『古事記』が神武天皇の幼名として伝える名です。正式には「若御毛沼命(わかみけぬのみこと)」。『日本書紀』は「さの(狭野尊:さののみこと)」という名も伝える。「けぬ」は「けのふ(毛野生)」。「け(毛)」は「くさ(草)」を意味する古語。「くさ(草)」という言葉が一般化する前に用いられていた言葉だろうということです。地表に生じる草木の総称を「け」という方言(京都府竹野郡)や、稲や麦などの収穫を意味する「けあげ(け上げ)」という言葉がある。
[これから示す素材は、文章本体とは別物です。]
//! Feature modules implementing the clinic API
//!
//! Each feature is a vertical slice with its own commands, queries and
//! routes, following the CQRS split:
//!
//! - `commands/` - Write operations (enqueue, create)
//! - `queries/` - Read operations (get, list)
//! - `routes.rs` - HTTP route definitions and error mapping
//!
//! Commands and queries implement `mediator::Request`; their `handle`
//! functions take the store or queue they need plus the request.
//!
//! # Features
//!
//! - **appointments**: Enqueue CSV files, list and get appointments
//! - **patients**: Create, list and get patients
//! - **jobs**: Ingestion job status

pub mod appointments;
pub mod jobs;
pub mod patients;
pub mod shared;

use std::sync::Arc;

use axum::Router;

use crate::db::{AppointmentStore, PatientStore};
use crate::ingest::JobChannel;

/// Shared state for all feature routes
#[derive(Clone)]
pub struct FeatureState {
    pub appointments: Arc<dyn AppointmentStore>,
    pub patients: Arc<dyn PatientStore>,
    /// Producer side of the ingestion queue
    pub jobs: Arc<dyn JobChannel>,
    /// Attempt budget for every enqueued file
    pub max_attempts: i32,
}

/// Creates the API router with all feature routes mounted
///
/// - `/appointments` - Upload, list and get appointments
/// - `/patients` - Patient records
/// - `/jobs` - Ingestion job status
pub fn router(state: FeatureState) -> Router<()> {
    Router::new()
        .nest("/appointments", appointments::appointments_routes().with_state(state.clone()))
        .nest("/patients", patients::patients_routes().with_state(state.clone()))
        .nest("/jobs", jobs::jobs_routes().with_state(state))
}
//! Logging configuration and initialization
//!
//! One subscriber setup for every clinic binary. Output target, format and
//! verbosity come from `LOG_*` environment variables, so the same build can log
//! human-readable text to a terminal during development and JSON to a rolling
//! file in production.
//!
//! Use the structured `tracing` macros, never `println!`:
//!
//! ```rust
//! use tracing::{info, error};
//!
//! # let job_id = "j-1"; let err = "boom";
//! info!(job_id = %job_id, "Job claimed");
//! error!(job_id = %job_id, error = %err, "Job failed");
//! ```
//!
//! # Example
//!
//! ```no_run
//! use clinic_common::logging::{init_logging, LogConfig};
//!
//! fn main() -> anyhow::Result<()> {
//!     let config = LogConfig::from_env()?;
//!     // Keep the guard alive until exit so buffered file output is flushed
//!     let _guard = init_logging(&config)?;
//!     tracing::info!("Application started");
//!     Ok(())
//! }
//! ```

use anyhow::{Context, Result};
use serde::{Deserialize, Serialize};
use std::path::PathBuf;

use crate::error::ClinicError;
use tracing::Level;
use tracing_appender::non_blocking::WorkerGuard;
use tracing_subscriber::{
    fmt::{self, format::FmtSpan},
    layer::SubscriberExt,
    util::SubscriberInitExt,
    EnvFilter, Layer, Registry,
};

type BoxedLayer = Box<dyn Layer<Registry> + Send + Sync + 'static>;

/// Log level for filtering messages
#[derive(Debug, Clone, Copy, PartialEq, Eq, Serialize, Deserialize, Default)]
#[serde(rename_all = "lowercase")]
pub enum LogLevel {
    Trace,
    Debug,
    #[default]
    Info,
    Warn,
    Error,
}

impl LogLevel {
    pub fn to_tracing_level(self) -> Level {
        match self {
            LogLevel::Trace => Level::TRACE,
            LogLevel::Debug => Level::DEBUG,
            LogLevel::Info => Level::INFO,
            LogLevel::Warn => Level::WARN,
            LogLevel::Error => Level::ERROR,
        }
    }
}

impl std::str::FromStr for LogLevel {
    type Err = ClinicError;

    fn from_str(s: &str) -> std::result::Result<Self, Self::Err> {
        match s.to_lowercase().as_str() {
            "trace" => Ok(LogLevel::Trace),
            "debug" => Ok(LogLevel::Debug),
            "info" => Ok(LogLevel::Info),
            "warn" | "warning" => Ok(LogLevel::Warn),
            "error" => Ok(LogLevel::Error),
            _ => Err(ClinicError::invalid_value("LOG_LEVEL", format!("unknown level '{}'", s))),
        }
    }
}

/// Where log lines are written
#[derive(Debug, Clone, Copy, PartialEq, Eq, Serialize, Deserialize, Default)]
#[serde(rename_all = "lowercase")]
pub enum LogOutput {
    #[default]
    Console,
    File,
    Both,
}

impl LogOutput {
    fn console(self) -> bool {
        matches!(self, LogOutput::Console | LogOutput::Both)
    }

    fn file(self) -> bool {
        matches!(self, LogOutput::File | LogOutput::Both)
    }
}

impl std::str::FromStr for LogOutput {
    type Err = ClinicError;

    fn from_str(s: &str) -> std::result::Result<Self, Self::Err> {
        match s.to_lowercase().as_str() {
            "console" | "stdout" => Ok(LogOutput::Console),
            "file" => Ok(LogOutput::File),
            "both" | "all" => Ok(LogOutput::Both),
            _ => Err(ClinicError::invalid_value("LOG_OUTPUT", format!("unknown output '{}'", s))),
        }
    }
}

/// Line format
#[derive(Debug, Clone, Copy, PartialEq, Eq, Serialize, Deserialize, Default)]
#[serde(rename_all = "lowercase")]
pub enum LogFormat {
    #[default]
    Text,
    Json,
}

impl std::str::FromStr for LogFormat {
    type Err = ClinicError;

    fn from_str(s: &str) -> std::result::Result<Self, Self::Err> {
        match s.to_lowercase().as_str() {
            "text" | "pretty" => Ok(LogFormat::Text),
            "json" => Ok(LogFormat::Json),
            _ => Err(ClinicError::invalid_value("LOG_FORMAT", format!("unknown format '{}'", s))),
        }
    }
}

/// Logging configuration
#[derive(Debug, Clone, Serialize, Deserialize)]
pub struct LogConfig {
    /// Minimum level for everything not covered by `filter_directives`
    pub level: LogLevel,
    pub output: LogOutput,
    pub format: LogFormat,
    /// Directory for rolling log files (file output only)
    pub log_dir: PathBuf,
    /// File name prefix, e.g. "clinic-server" -> "clinic-server.2026-01-18"
    pub log_file_prefix: String,
    /// Extra per-target directives such as "sqlx=warn,tower_http=debug"
    pub filter_directives: Option<String>,
    pub include_location: bool,
    pub include_targets: bool,
}

impl Default for LogConfig {
    fn default() -> Self {
        Self {
            level: LogLevel::Info,
            output: LogOutput::Console,
            format: LogFormat::Text,
            log_dir: PathBuf::from("./logs"),
            log_file_prefix: "clinic".to_string(),
            filter_directives: None,
            include_location: false,
            include_targets: true,
        }
    }
}

impl LogConfig {
    /// Load configuration from environment variables
    ///
    /// - `LOG_LEVEL`: trace, debug, info, warn, error
    /// - `LOG_OUTPUT`: console, file, both
    /// - `LOG_FORMAT`: text, json
    /// - `LOG_DIR`, `LOG_FILE_PREFIX`: rolling file location
    /// - `LOG_FILTER`: additional filter directives
    /// - `LOG_INCLUDE_LOCATION`, `LOG_INCLUDE_TARGETS`: true/false
    pub fn from_env() -> Result<Self> {
        Self::default().merge_env()
    }

    /// Override the fields of `self` that have an environment variable set
    pub fn merge_env(mut self) -> Result<Self> {
        if let Ok(level) = std::env::var("LOG_LEVEL") {
            self.level = level.parse()?;
        }
        if let Ok(output) = std::env::var("LOG_OUTPUT") {
            self.output = output.parse()?;
        }
        if let Ok(format) = std::env::var("LOG_FORMAT") {
            self.format = format.parse()?;
        }
        if let Ok(dir) = std::env::var("LOG_DIR") {
            self.log_dir = PathBuf::from(dir);
        }
        if let Ok(prefix) = std::env::var("LOG_FILE_PREFIX") {
            self.log_file_prefix = prefix;
        }
        if let Ok(filter) = std::env::var("LOG_FILTER") {
            self.filter_directives = Some(filter);
        }
        if let Ok(val) = std::env::var("LOG_INCLUDE_LOCATION") {
            self.include_location = val.parse().unwrap_or(false);
        }
        if let Ok(val) = std::env::var("LOG_INCLUDE_TARGETS") {
            self.include_targets = val.parse().unwrap_or(true);
        }
        Ok(self)
    }

    pub fn builder() -> LogConfigBuilder {
        LogConfigBuilder::default()
    }

    fn env_filter(&self) -> Result<EnvFilter> {
        let mut filter =
            EnvFilter::from_default_env().add_directive(self.level.to_tracing_level().into());

        if let Some(ref directives) = self.filter_directives {
            for directive in directives.split(',').filter(|d| !d.trim().is_empty()) {
                filter = filter.add_directive(
                    directive
                        .trim()
                        .parse()
                        .with_context(|| format!("Failed to parse filter directive '{directive}'"))?,
                );
            }
        }

        Ok(filter)
    }
}

/// Builder for [`LogConfig`]
#[derive(Default)]
pub struct LogConfigBuilder {
    config: LogConfig,
}

impl LogConfigBuilder {
    pub fn level(mut self, level: LogLevel) -> Self {
        self.config.level = level;
        self
    }

    pub fn output(mut self, output: LogOutput) -> Self {
        self.config.output = output;
        self
    }

    pub fn format(mut self, format: LogFormat) -> Self {
        self.config.format = format;
        self
    }

    pub fn log_dir(mut self, dir: impl Into<PathBuf>) -> Self {
        self.config.log_dir = dir.into();
        self
    }

    pub fn log_file_prefix(mut self, prefix: impl Into<String>) -> Self {
        self.config.log_file_prefix = prefix.into();
        self
    }

    pub fn filter_directives(mut self, filter: impl Into<String>) -> Self {
        self.config.filter_directives = Some(filter.into());
        self
    }

    pub fn include_location(mut self, include: bool) -> Self {
        self.config.include_location = include;
        self
    }

    pub fn build(self) -> LogConfig {
        self.config
    }
}

/// Keeps the non-blocking file writer alive
///
/// Dropping it flushes and stops the background writer thread.
#[must_use = "dropping the guard stops file logging"]
pub struct LogGuard {
    _file: Option<WorkerGuard>,
}

/// Install the global tracing subscriber
///
/// Call once at startup; a second call fails because a global subscriber is
/// already set.
pub fn init_logging(config: &LogConfig) -> Result<LogGuard> {
    let filter = config.env_filter()?;
    let mut layers: Vec<BoxedLayer> = Vec::new();
    let mut file_guard = None;

    if config.output.console() {
        layers.push(fmt_layer(config, std::io::stdout, true));
    }

    if config.output.file() {
        std::fs::create_dir_all(&config.log_dir).with_context(|| {
            format!("Failed to create log directory {}", config.log_dir.display())
        })?;
        let appender = tracing_appender::rolling::daily(&config.log_dir, &config.log_file_prefix);
        let (writer, guard) = tracing_appender::non_blocking(appender);
        layers.push(fmt_layer(config, writer, false));
        file_guard = Some(guard);
    }

    tracing_subscriber::registry()
        .with(layers)
        .with(filter)
        .try_init()
        .context("Failed to install tracing subscriber")?;

    Ok(LogGuard { _file: file_guard })
}

fn fmt_layer<W>(config: &LogConfig, writer: W, ansi: bool) -> BoxedLayer
where
    W: for<'w> fmt::MakeWriter<'w> + Send + Sync + 'static,
{
    let layer = fmt::layer()
        .with_writer(writer)
        .with_ansi(ansi)
        .with_target(config.include_targets)
        .with_file(config.include_location)
        .with_line_number(config.include_location)
        .with_span_events(FmtSpan::CLOSE);

    match config.format {
        LogFormat::Text => layer.boxed(),
        LogFormat::Json => layer.json().boxed(),
    }
}
pub mod commands;
pub mod queries;
pub mod routes;

pub use commands::{CreatePatientCommand, CreatePatientError};
pub use queries::{GetPatientError, GetPatientQuery, ListPatientsError, ListPatientsQuery};
pub use routes::patients_routes;
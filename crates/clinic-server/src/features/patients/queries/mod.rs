pub mod get;
pub mod list;

pub use get::{GetPatientError, GetPatientQuery};
pub use list::{ListPatientsError, ListPatientsQuery};
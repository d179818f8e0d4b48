pub mod commands;
pub mod queries;
pub mod routes;

pub use commands::{
    EnqueueAppointmentsCommand, EnqueueAppointmentsError, EnqueueAppointmentsResponse,
};

pub use queries::{
    GetAppointmentError, GetAppointmentQuery, ListAppointmentsError, ListAppointmentsQuery,
};

pub use routes::appointments_routes;
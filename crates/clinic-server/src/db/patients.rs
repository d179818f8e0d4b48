//! Patient persistence

use async_trait::async_trait;
use sqlx::PgPool;

use super::{StoreError, StoreResult};
use crate::models::{NewPatient, PatientRecord};

#[async_trait]
pub trait PatientStore: Send + Sync {
    async fn create(&self, patient: &NewPatient) -> StoreResult<PatientRecord>;

    /// All patients ordered by `id`
    async fn list(&self) -> StoreResult<Vec<PatientRecord>>;

    async fn find_by_id(&self, id: i64) -> StoreResult<Option<PatientRecord>>;
}

#[derive(Debug, Clone)]
pub struct PgPatientStore {
    pool: PgPool,
}

impl PgPatientStore {
    pub fn new(pool: PgPool) -> Self {
        Self { pool }
    }
}

#[async_trait]
impl PatientStore for PgPatientStore {
    async fn create(&self, patient: &NewPatient) -> StoreResult<PatientRecord> {
        let record = sqlx::query_as::<_, PatientRecord>(
            r#"
            INSERT INTO patients (name, age, gender, contact)
            VALUES ($1, $2, $3, $4)
            RETURNING id, name, age, gender, contact, created_at, updated_at
            "#,
        )
        .bind(&patient.name)
        .bind(patient.age)
        .bind(patient.gender.as_str())
        .bind(&patient.contact)
        .fetch_one(&self.pool)
        .await?;

        Ok(record)
    }

    async fn list(&self) -> StoreResult<Vec<PatientRecord>> {
        sqlx::query_as::<_, PatientRecord>(
            r#"
            SELECT id, name, age, gender, contact, created_at, updated_at
            FROM patients
            ORDER BY id
            "#,
        )
        .fetch_all(&self.pool)
        .await
        .map_err(StoreError::from)
    }

    async fn find_by_id(&self, id: i64) -> StoreResult<Option<PatientRecord>> {
        sqlx::query_as::<_, PatientRecord>(
            r#"
            SELECT id, name, age, gender, contact, created_at, updated_at
            FROM patients
            WHERE id = $1
            "#,
        )
        .bind(id)
        .fetch_optional(&self.pool)
        .await
        .map_err(StoreError::from)
    }
}
//! Appointments file pipeline
//!
//! `read → decode → validate → upsert`, strictly in that order, for one job
//! delivery. Data-quality problems come back as [`JobFailure`]s; anything else
//! is an unclassified fault that the worker hands to the queue for retry.

use std::path::PathBuf;
use std::sync::Arc;

use anyhow::Context;
use tracing::{error, info, warn, Instrument, Span};

use super::{parser, upsert::AppointmentUpserter, validator};
use crate::db::AppointmentStore;
use crate::ingest::jobs::{AppointmentsFilePayload, JobFailure, UpsertSummary};

pub const CSV_EXTENSION: &str = ".csv";

#[derive(Debug, thiserror::Error)]
pub enum ProcessError {
    /// Terminal, recorded on the job
    #[error(transparent)]
    Rejected(#[from] JobFailure),

    /// Retryable
    #[error(transparent)]
    Fault(#[from] anyhow::Error),
}

#[derive(Clone)]
pub struct AppointmentFileProcessor {
    upserter: AppointmentUpserter,
    span: Span,
}

impl AppointmentFileProcessor {
    pub fn new(store: Arc<dyn AppointmentStore>) -> Self {
        Self::with_span(store, tracing::info_span!("appointments_file"))
    }

    pub fn with_span(store: Arc<dyn AppointmentStore>, span: Span) -> Self {
        let upserter = AppointmentUpserter::with_span(store, span.clone());
        Self { upserter, span }
    }

    pub async fn process(&self, payload: &AppointmentsFilePayload) -> Result<UpsertSummary, ProcessError> {
        self.run(payload).instrument(self.span.clone()).await
    }

    async fn run(&self, payload: &AppointmentsFilePayload) -> Result<UpsertSummary, ProcessError> {
        let filepath = payload.filepath.as_str();

        if !filepath.ends_with(CSV_EXTENSION) {
            warn!(filepath, "Rejecting non-CSV file");
            return Err(JobFailure::InvalidFileFormat.into());
        }

        let path = resolve_path(filepath);
        let bytes = tokio::fs::read(&path)
            .await
            .with_context(|| format!("Failed to read appointments file {}", path.display()))?;
        let text = String::from_utf8_lossy(&bytes);

        let records = parser::decode(&text).map_err(|errors| {
            warn!(filepath, error_count = errors.len(), errors = %errors, "CSV decoding failed");
            JobFailure::InvalidCsvFile
        })?;

        let candidates = validator::validate(&records).map_err(|report| {
            error!(
                filepath,
                violation_count = report.violations.len(),
                failed_lines = report.failed_lines(),
                violations = %report,
                "Appointment records failed validation"
            );
            JobFailure::ValidationFailed
        })?;

        let summary = self
            .upserter
            .upsert_many(&candidates)
            .await
            .context("Failed to write appointments")?;

        info!(
            filepath,
            created = summary.created,
            submitted = summary.submitted,
            "{}",
            summary.message()
        );

        Ok(summary)
    }
}

/// Expand a leading `~/` to the current user's home directory
pub fn resolve_path(filepath: &str) -> PathBuf {
    match filepath.strip_prefix("~/") {
        Some(rest) => match std::env::var_os("HOME") {
            Some(home) => PathBuf::from(home).join(rest),
            None => PathBuf::from(filepath),
        },
        None => PathBuf::from(filepath),
    }
}
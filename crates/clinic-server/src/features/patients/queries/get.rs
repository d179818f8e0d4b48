//! Get patient query

use std::sync::Arc;

use mediator::Request;
use serde::{Deserialize, Serialize};

use crate::db::{PatientStore, StoreError};
use crate::models::PatientView;

#[derive(Debug, Clone, Serialize, Deserialize)]
pub struct GetPatientQuery {
    pub id: i64,
}

#[derive(Debug, thiserror::Error)]
pub enum GetPatientError {
    #[error("No patient found")]
    NotFound,

    #[error("Database error: {0}")]
    Store(#[from] StoreError),
}

impl Request<Result<PatientView, GetPatientError>> for GetPatientQuery {}

#[tracing::instrument(skip(store), fields(id = query.id))]
pub async fn handle(
    store: Arc<dyn PatientStore>,
    query: GetPatientQuery,
) -> Result<PatientView, GetPatientError> {
    store
        .find_by_id(query.id)
        .await?
        .map(PatientView::from)
        .ok_or(GetPatientError::NotFound)
}
//! Appointment file ingestion
//!
//! # Architecture
//!
//! - **jobs**: Job ids, the apalis task argument and terminal failure reasons
//! - **queue**: apalis-backed job storage (`JobChannel` for producers,
//!   `JobSource` for workers)
//! - **appointments**: `decode → validate → upsert` pipeline for one CSV file
//! - **dispatcher**: Runs a delivery through the pipeline
//! - **worker**: The apalis handler and retry predicate
//! - **scheduler**: Runs the apalis monitor
//! - **config**: `INGEST_*` environment variables
//!
//! Jobs are enqueued by `POST /api/v1/appointments` and inspected with
//! `GET /api/v1/jobs/:id`.

pub mod appointments;
pub mod config;
pub mod dispatcher;
pub mod jobs;
pub mod queue;
pub mod scheduler;
pub mod worker;

pub use config::IngestConfig;
pub use dispatcher::JobDispatcher;
pub use jobs::{
    AppointmentsFileJob, AppointmentsFilePayload, JobFailure, JobHandle, JobId, JobKind,
    JobSnapshot, JobStatus, UpsertSummary,
};
pub use queue::{InMemoryJobChannel, JobChannel, JobSource, PgJobChannel, QueueError};
pub use scheduler::JobScheduler;
pub mod enqueue;

pub use enqueue::{
    EnqueueAppointmentsCommand, EnqueueAppointmentsError, EnqueueAppointmentsResponse,
    ENQUEUED_MESSAGE,
};
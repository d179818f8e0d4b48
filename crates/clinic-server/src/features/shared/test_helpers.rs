//! Test helpers for route and handler tests
//!
//! ```rust,ignore
//! let app = appointments_routes().with_state(memory_state());
//! let body = read_json(app.oneshot(request).await.unwrap()).await;
//! ```

use std::sync::Arc;

use axum::response::Response;
use http_body_util::BodyExt;

use crate::db::memory::{InMemoryAppointmentStore, InMemoryPatientStore};
use crate::features::FeatureState;
use crate::ingest::config::DEFAULT_MAX_ATTEMPTS;
use crate::ingest::queue::InMemoryJobChannel;

/// Feature state backed entirely by in-memory stores and queue
pub fn memory_state() -> FeatureState {
    FeatureState {
        appointments: Arc::new(InMemoryAppointmentStore::new()),
        patients: Arc::new(InMemoryPatientStore::new()),
        jobs: Arc::new(InMemoryJobChannel::new()),
        max_attempts: DEFAULT_MAX_ATTEMPTS,
    }
}

/// Collect a response body and parse it as JSON
pub async fn read_json(response: Response) -> serde_json::Value {
    let bytes = response
        .into_body()
        .collect()
        .await
        .expect("failed to read response body")
        .to_bytes();
    serde_json::from_slice(&bytes).expect("response body is not JSON")
}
一年に同じ耕地で作物を二度作ることを「二毛作(ニマウサク)」と言いますが、この表現は中国語にはない日本独特のもののようです(白髪交じりの老人を「二毛」と言ったりはする。また、中国語にも産物の育たない地を「不毛之地」という表現はある)。つまり、この表現は(特に草性の)植物を「け」と表現し、それを「毛」と書き生じた表現でしょう。この場合の「け(毛)」は、地が着るように生え育つもの、という意味になる。「けの(毛野)」は毛(け)のように見える野であり、草原を意味する(→「上野 加三豆介野(かみつけの) 下野 之毛豆介野(しもつけの)」(『和名類聚鈔』国郡部第十二・東山国第五十四:「かみつけの(加三豆介野)」は「かうづけ(上野)」、「しもつけの(之毛豆介野)」は「しもつけ(下野)」。つまりこれらの総称は「けの」の国(くに)。「けの」は「草野」でしょう))。「けのふ(毛野生)」はその草原の生ひ。「さの(狭野)」の「さ」は情況的な動きを表現し、「さの」はやはり草原を意味する。つまり、神武天皇の幼名は草原(ソウゲン)。「毛 …ケ……クサ」(『類聚名義抄』:「毛」を「くさ」と読み「くさ(草)」を「毛」と書き、「毛」を「け」と読み「け(毛)」を「毛」と書いていたとしても「くさ(草)」を「け」と言っていたことは意味しないわけですが、「け(毛)」も「くさ(草)」も同じような動態情況体としてとらえられていたことは確かでしょう)。

 

「…次(つぎ)に若御毛沼命(わかみけぬのみこと)、亦(また)の名(な)は豐御毛沼命(とよみけぬのみこと)、亦(また)の名(な)は神倭伊波禮毘古命(かむやまといはれびこのみこと)」(『古事記』:「神武(ジンム)」という諡名(おくりな)は奈良時代末期、700年代末期、ころのものであろうか)。